DIRECTIONS FOR THIS TASK. The lines to be copied are those below that contain "itself".

(Saved entries)
■ ■ ■
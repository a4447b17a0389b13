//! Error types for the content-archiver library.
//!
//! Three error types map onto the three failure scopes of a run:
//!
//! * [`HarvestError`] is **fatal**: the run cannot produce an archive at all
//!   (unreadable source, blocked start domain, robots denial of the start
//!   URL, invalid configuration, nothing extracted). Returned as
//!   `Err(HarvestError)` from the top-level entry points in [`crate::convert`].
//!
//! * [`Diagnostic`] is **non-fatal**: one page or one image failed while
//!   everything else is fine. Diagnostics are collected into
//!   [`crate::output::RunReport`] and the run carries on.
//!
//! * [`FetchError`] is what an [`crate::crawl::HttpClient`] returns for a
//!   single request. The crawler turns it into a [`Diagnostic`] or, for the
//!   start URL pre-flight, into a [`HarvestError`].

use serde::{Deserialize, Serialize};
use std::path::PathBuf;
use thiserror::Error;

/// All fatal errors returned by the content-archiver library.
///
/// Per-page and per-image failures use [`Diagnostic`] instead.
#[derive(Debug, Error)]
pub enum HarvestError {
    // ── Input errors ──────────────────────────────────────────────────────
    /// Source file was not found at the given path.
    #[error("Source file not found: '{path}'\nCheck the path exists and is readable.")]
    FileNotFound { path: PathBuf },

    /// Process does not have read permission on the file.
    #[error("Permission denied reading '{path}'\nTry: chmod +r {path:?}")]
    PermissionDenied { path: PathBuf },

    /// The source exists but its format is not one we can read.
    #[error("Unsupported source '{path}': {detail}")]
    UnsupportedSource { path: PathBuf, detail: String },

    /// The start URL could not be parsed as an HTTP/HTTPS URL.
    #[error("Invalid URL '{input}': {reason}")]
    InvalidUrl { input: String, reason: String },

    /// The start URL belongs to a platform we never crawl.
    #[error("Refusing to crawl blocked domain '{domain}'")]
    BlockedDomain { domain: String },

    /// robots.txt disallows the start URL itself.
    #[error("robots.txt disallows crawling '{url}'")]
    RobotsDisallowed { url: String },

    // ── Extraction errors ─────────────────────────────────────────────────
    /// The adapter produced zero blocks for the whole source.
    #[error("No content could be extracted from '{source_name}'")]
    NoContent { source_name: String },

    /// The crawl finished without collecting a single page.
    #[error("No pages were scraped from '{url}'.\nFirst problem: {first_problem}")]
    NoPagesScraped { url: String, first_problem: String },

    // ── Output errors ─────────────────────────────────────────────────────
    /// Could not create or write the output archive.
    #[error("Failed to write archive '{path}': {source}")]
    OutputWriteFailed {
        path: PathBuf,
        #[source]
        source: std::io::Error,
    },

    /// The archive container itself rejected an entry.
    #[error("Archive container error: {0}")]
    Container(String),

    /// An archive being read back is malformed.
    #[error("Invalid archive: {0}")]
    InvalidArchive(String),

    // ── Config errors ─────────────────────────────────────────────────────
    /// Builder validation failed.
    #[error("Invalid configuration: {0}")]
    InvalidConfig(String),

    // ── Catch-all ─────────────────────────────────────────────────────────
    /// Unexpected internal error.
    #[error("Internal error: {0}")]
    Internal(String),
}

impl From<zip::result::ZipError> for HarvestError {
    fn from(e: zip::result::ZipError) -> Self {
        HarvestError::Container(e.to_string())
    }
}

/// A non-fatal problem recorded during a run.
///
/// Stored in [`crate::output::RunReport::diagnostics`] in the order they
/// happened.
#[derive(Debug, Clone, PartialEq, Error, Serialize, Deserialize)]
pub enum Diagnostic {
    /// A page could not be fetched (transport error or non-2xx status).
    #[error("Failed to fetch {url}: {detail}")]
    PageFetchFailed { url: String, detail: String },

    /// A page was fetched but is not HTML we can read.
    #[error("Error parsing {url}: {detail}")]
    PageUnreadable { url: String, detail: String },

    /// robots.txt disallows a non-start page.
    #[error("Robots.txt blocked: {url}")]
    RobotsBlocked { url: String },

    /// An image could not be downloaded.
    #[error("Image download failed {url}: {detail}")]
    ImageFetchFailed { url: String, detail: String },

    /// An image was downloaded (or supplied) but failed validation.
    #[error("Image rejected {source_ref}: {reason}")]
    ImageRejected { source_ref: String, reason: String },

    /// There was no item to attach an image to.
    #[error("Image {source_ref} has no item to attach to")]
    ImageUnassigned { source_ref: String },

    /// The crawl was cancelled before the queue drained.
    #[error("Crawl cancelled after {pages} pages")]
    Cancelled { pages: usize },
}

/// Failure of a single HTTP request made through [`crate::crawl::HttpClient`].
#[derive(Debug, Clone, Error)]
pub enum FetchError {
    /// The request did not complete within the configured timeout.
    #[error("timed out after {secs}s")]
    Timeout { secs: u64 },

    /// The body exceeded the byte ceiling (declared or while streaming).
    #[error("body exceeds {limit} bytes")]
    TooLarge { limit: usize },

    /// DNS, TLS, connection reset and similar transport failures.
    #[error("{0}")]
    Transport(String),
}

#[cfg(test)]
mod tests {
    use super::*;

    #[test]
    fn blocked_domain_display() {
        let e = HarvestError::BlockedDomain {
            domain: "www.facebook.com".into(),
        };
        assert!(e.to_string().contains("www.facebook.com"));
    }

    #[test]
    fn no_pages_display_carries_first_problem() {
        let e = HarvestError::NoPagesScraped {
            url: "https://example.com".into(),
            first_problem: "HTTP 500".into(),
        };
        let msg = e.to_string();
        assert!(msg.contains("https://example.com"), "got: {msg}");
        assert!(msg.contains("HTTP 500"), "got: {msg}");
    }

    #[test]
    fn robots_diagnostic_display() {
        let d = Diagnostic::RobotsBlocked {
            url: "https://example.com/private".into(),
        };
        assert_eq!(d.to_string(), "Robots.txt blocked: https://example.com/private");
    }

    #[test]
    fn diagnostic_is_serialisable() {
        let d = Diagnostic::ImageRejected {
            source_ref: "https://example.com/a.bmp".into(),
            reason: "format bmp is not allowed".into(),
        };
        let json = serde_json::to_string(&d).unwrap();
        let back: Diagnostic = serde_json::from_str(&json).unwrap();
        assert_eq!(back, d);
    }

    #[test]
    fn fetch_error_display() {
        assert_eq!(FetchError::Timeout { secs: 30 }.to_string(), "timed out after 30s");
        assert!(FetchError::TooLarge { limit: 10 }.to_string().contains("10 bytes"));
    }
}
■ ■ ■
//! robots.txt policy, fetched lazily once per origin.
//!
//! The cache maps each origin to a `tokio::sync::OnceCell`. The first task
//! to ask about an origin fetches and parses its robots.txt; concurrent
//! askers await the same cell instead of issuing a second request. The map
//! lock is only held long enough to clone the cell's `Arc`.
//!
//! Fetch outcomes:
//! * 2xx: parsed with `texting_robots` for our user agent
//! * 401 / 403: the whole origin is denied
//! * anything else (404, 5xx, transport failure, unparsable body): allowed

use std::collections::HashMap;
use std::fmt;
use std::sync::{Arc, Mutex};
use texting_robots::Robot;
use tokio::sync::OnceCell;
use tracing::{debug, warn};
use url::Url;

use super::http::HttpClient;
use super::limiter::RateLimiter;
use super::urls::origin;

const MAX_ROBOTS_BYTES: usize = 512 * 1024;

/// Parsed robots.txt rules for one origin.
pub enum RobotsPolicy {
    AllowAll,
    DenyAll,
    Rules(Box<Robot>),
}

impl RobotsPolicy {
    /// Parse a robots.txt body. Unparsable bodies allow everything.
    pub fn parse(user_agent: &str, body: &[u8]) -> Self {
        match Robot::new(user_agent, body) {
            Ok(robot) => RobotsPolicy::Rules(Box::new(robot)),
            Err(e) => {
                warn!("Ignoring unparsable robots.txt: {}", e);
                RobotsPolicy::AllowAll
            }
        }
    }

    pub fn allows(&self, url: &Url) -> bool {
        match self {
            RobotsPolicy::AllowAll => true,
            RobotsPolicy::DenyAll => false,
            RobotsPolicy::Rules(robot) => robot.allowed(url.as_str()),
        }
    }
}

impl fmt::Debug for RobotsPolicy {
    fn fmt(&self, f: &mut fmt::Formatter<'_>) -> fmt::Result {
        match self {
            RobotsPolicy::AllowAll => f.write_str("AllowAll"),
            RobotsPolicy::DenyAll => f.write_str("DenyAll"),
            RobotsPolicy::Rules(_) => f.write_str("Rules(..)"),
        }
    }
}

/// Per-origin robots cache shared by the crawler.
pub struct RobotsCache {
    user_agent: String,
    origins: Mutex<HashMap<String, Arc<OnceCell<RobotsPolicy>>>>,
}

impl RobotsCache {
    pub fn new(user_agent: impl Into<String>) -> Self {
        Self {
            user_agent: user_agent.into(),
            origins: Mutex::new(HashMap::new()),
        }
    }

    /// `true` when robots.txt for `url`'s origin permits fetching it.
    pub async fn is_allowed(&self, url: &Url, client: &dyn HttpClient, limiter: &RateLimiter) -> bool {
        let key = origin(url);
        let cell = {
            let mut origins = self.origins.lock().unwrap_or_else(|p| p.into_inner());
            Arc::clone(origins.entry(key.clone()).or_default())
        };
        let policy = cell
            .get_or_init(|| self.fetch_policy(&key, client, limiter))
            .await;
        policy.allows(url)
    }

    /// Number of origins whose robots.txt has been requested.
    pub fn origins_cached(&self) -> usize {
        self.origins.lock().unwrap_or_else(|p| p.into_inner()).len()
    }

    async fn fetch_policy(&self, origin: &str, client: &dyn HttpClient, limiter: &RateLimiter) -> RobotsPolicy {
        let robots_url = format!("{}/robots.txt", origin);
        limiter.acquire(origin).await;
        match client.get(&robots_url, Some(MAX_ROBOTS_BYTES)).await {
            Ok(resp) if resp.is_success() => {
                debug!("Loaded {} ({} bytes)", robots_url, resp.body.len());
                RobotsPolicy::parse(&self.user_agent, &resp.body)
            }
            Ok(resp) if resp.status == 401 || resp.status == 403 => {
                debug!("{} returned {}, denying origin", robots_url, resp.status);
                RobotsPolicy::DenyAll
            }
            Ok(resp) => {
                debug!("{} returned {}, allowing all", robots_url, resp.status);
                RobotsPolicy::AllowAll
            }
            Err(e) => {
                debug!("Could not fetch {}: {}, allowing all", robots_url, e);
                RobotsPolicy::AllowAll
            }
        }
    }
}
■ ■ ■
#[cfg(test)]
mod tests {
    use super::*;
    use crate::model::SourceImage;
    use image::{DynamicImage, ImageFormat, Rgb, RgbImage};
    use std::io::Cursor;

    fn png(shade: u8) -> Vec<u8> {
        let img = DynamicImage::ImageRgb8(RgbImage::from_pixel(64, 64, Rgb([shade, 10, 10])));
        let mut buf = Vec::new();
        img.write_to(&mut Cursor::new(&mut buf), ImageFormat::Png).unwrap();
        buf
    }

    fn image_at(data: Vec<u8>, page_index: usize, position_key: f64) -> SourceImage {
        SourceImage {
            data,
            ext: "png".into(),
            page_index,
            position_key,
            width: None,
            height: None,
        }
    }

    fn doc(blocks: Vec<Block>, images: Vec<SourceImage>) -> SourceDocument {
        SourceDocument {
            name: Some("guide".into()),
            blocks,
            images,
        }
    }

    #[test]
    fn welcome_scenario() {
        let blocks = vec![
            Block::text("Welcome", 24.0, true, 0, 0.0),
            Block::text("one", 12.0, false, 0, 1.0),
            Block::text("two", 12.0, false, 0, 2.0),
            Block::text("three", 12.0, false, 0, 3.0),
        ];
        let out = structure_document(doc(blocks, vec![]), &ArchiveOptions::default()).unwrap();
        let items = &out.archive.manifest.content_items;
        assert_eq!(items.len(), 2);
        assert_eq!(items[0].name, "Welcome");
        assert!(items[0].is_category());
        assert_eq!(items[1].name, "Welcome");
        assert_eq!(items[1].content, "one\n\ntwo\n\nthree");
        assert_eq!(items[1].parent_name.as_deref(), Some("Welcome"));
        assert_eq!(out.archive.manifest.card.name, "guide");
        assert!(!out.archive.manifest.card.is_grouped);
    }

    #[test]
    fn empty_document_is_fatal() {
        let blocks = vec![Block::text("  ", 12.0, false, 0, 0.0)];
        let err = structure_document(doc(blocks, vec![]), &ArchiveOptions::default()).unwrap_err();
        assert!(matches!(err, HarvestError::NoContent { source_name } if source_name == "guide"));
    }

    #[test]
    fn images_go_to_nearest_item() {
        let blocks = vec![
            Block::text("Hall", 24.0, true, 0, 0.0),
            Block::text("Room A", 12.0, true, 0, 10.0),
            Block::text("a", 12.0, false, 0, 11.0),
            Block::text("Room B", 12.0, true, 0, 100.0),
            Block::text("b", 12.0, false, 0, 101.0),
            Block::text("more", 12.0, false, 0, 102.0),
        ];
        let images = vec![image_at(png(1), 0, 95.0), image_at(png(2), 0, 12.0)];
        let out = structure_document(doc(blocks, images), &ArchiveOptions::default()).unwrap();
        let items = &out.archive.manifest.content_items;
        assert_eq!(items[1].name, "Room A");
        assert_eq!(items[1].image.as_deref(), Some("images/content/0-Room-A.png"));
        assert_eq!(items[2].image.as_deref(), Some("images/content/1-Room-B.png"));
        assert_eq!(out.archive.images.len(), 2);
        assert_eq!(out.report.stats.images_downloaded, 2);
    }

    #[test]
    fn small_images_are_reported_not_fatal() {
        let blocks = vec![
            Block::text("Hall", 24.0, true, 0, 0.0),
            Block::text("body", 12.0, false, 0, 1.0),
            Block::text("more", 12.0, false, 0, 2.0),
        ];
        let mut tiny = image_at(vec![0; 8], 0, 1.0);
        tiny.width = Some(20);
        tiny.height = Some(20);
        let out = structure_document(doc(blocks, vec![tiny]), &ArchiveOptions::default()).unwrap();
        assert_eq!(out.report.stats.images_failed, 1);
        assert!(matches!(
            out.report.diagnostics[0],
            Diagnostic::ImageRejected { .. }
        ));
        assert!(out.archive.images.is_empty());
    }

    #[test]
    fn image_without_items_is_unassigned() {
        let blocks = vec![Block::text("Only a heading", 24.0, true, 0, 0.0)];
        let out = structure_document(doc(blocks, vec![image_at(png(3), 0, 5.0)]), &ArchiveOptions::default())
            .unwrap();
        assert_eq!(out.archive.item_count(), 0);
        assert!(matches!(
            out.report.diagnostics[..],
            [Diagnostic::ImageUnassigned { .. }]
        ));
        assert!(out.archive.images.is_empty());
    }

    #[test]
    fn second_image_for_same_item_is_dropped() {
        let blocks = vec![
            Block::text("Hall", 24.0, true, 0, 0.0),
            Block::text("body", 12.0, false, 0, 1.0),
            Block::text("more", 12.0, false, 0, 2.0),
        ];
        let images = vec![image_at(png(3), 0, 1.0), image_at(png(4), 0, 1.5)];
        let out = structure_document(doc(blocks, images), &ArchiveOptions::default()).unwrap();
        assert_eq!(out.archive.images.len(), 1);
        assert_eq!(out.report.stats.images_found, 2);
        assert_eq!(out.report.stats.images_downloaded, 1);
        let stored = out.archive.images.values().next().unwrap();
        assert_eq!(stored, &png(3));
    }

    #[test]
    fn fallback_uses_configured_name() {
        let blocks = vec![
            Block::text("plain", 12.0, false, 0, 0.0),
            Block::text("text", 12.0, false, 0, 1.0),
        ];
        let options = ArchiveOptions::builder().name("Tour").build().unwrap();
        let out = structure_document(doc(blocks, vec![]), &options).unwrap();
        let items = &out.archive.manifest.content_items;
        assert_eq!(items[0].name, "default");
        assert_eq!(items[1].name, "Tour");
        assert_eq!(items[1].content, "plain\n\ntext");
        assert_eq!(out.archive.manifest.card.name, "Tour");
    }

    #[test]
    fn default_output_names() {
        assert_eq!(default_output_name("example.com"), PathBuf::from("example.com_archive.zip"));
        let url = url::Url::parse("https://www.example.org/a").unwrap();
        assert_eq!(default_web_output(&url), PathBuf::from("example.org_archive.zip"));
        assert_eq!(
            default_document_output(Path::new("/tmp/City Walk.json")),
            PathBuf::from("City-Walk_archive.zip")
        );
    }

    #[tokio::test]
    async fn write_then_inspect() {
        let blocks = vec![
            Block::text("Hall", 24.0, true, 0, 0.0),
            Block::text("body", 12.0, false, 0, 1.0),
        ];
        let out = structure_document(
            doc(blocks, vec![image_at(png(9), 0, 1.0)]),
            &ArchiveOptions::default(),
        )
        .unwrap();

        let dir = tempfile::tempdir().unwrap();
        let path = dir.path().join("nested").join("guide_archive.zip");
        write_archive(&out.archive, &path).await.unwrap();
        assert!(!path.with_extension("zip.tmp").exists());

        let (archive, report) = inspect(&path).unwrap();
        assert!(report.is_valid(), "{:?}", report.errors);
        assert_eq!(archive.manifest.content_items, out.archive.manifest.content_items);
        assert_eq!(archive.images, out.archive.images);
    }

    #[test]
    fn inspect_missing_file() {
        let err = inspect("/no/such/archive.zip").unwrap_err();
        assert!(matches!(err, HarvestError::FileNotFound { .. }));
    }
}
■ ■ ■
ANSWER SECTION.
    /// robots.txt disallows the start URL itself.
    /// The archive container itself rejected an entry.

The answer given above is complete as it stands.